= Beginning of Section =

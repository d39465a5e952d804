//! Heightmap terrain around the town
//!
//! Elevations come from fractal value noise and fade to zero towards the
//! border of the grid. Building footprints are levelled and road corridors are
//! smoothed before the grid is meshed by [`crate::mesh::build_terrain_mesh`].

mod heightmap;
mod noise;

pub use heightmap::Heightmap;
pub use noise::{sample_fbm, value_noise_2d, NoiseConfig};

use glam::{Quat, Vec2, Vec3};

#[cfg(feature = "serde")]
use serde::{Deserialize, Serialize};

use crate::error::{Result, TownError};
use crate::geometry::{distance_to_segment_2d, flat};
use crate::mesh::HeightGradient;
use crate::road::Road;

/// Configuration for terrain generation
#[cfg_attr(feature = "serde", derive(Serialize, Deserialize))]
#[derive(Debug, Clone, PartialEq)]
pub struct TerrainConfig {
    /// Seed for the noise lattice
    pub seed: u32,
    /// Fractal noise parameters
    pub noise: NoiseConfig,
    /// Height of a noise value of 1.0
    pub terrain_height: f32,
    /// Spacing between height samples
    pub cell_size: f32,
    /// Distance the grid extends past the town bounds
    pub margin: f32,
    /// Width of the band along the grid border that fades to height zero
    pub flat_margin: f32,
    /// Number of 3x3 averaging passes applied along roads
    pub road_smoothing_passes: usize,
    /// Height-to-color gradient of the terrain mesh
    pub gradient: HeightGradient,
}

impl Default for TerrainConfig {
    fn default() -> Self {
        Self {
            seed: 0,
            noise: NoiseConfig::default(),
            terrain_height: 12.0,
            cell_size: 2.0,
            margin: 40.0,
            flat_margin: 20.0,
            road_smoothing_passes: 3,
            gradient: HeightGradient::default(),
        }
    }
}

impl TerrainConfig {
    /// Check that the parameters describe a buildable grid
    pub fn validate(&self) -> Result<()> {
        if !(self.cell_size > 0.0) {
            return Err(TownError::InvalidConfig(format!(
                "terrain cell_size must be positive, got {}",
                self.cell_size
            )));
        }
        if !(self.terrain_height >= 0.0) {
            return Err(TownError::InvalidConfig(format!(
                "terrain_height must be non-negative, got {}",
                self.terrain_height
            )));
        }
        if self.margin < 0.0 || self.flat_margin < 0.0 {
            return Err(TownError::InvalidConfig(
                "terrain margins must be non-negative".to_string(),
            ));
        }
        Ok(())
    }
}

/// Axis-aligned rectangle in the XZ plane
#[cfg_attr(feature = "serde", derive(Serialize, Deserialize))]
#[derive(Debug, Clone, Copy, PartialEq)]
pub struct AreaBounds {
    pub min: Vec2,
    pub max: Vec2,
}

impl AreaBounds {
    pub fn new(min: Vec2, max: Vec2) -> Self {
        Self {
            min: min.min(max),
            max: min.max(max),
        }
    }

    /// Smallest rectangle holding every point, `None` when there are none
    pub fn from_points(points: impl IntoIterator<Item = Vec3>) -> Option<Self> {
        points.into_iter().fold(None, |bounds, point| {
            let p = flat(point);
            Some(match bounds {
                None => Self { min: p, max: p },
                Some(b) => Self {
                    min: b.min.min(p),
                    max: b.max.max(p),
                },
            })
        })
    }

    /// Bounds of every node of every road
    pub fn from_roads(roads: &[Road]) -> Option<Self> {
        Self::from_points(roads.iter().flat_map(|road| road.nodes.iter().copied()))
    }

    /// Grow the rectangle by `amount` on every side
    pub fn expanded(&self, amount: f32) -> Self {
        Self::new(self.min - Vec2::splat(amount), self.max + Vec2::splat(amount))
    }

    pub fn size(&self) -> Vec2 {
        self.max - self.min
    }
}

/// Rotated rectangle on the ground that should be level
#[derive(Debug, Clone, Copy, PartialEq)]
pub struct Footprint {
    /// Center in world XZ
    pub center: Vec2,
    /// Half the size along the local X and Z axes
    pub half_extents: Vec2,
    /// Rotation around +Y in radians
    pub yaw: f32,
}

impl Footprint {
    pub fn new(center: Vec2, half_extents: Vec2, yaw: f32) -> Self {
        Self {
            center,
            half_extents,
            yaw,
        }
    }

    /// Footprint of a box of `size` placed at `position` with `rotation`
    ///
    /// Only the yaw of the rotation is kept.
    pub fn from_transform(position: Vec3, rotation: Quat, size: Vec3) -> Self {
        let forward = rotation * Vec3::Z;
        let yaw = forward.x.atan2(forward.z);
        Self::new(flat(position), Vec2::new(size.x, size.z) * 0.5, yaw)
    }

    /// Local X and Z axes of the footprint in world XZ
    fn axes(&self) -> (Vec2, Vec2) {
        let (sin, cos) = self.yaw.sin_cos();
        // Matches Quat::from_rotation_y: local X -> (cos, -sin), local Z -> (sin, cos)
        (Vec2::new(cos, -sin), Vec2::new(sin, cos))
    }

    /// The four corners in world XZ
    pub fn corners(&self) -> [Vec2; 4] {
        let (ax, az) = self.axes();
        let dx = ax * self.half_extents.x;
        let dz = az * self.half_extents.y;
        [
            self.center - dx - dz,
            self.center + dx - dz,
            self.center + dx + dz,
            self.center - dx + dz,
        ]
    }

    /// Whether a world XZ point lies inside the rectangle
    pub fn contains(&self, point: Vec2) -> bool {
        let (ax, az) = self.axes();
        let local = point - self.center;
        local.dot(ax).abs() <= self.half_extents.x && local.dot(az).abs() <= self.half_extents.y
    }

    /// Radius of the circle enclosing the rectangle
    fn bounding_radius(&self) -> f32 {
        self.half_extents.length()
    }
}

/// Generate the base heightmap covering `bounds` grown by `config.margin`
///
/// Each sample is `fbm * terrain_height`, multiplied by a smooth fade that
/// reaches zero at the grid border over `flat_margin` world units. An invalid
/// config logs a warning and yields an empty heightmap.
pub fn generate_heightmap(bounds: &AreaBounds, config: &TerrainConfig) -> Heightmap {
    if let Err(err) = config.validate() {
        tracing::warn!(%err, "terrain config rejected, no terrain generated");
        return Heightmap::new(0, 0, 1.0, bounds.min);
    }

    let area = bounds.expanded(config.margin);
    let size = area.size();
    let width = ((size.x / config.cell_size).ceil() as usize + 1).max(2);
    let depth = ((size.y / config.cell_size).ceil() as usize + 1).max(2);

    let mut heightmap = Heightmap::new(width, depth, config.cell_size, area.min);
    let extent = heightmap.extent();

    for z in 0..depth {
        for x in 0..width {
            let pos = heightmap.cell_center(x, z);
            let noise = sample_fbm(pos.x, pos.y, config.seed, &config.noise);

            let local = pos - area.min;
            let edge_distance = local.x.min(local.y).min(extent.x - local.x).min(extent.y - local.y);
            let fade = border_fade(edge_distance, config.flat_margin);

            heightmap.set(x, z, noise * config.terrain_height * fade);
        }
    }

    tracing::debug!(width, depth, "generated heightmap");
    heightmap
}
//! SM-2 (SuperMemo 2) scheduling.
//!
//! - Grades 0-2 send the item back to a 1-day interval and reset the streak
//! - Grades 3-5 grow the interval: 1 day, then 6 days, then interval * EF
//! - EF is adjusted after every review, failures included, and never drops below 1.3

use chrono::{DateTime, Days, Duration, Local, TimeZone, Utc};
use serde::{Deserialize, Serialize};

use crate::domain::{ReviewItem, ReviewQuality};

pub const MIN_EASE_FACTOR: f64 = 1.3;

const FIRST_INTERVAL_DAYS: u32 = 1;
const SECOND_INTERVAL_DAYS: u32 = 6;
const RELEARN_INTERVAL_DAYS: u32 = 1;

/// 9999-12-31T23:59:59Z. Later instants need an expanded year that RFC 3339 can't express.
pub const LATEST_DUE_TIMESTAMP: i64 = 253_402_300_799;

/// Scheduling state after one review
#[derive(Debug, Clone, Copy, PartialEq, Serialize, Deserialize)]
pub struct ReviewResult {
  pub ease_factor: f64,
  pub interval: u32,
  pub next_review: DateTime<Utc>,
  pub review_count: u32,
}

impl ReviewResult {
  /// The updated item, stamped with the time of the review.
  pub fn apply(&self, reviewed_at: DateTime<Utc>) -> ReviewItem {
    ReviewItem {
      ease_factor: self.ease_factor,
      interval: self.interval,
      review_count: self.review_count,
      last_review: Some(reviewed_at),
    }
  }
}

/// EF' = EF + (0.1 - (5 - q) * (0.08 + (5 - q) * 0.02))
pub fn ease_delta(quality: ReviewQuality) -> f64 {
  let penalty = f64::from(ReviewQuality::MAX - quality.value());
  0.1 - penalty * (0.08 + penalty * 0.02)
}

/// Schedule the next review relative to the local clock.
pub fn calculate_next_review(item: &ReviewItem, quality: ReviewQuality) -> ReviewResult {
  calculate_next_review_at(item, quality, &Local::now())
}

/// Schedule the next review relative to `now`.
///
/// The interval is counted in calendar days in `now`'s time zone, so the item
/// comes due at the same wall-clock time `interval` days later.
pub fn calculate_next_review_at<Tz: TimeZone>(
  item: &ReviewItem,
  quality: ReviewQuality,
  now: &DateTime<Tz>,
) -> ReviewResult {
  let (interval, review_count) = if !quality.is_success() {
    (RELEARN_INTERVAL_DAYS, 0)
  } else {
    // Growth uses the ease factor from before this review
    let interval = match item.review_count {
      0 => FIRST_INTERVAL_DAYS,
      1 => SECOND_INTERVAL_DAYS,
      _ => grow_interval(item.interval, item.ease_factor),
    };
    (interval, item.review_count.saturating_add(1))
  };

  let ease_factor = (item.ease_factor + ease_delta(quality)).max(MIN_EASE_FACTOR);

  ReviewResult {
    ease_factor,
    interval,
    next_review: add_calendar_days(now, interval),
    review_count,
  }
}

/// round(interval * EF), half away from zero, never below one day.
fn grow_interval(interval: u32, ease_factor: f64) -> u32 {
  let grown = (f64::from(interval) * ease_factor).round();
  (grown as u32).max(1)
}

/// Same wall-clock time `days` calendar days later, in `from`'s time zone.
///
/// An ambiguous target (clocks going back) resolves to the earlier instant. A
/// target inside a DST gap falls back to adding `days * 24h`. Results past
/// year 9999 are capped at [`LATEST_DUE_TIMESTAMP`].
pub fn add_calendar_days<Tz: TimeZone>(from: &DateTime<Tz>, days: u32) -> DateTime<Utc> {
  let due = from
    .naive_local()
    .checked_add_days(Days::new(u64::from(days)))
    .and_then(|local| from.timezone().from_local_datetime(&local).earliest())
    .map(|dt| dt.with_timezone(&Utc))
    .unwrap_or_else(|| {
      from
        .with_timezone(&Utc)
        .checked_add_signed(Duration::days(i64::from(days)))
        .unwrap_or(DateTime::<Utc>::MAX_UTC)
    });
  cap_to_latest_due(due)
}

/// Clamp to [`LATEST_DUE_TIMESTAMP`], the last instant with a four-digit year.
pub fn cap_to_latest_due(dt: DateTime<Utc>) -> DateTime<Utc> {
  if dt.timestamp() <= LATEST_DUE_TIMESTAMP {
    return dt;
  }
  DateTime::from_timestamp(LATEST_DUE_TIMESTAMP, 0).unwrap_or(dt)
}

= End of Section =

* **Problem statement**
Look over the records above and copy each line that includes the string "around".

* **Response for this exercise**
//! Heightmap terrain around the town
    /// Rotation around +Y in radians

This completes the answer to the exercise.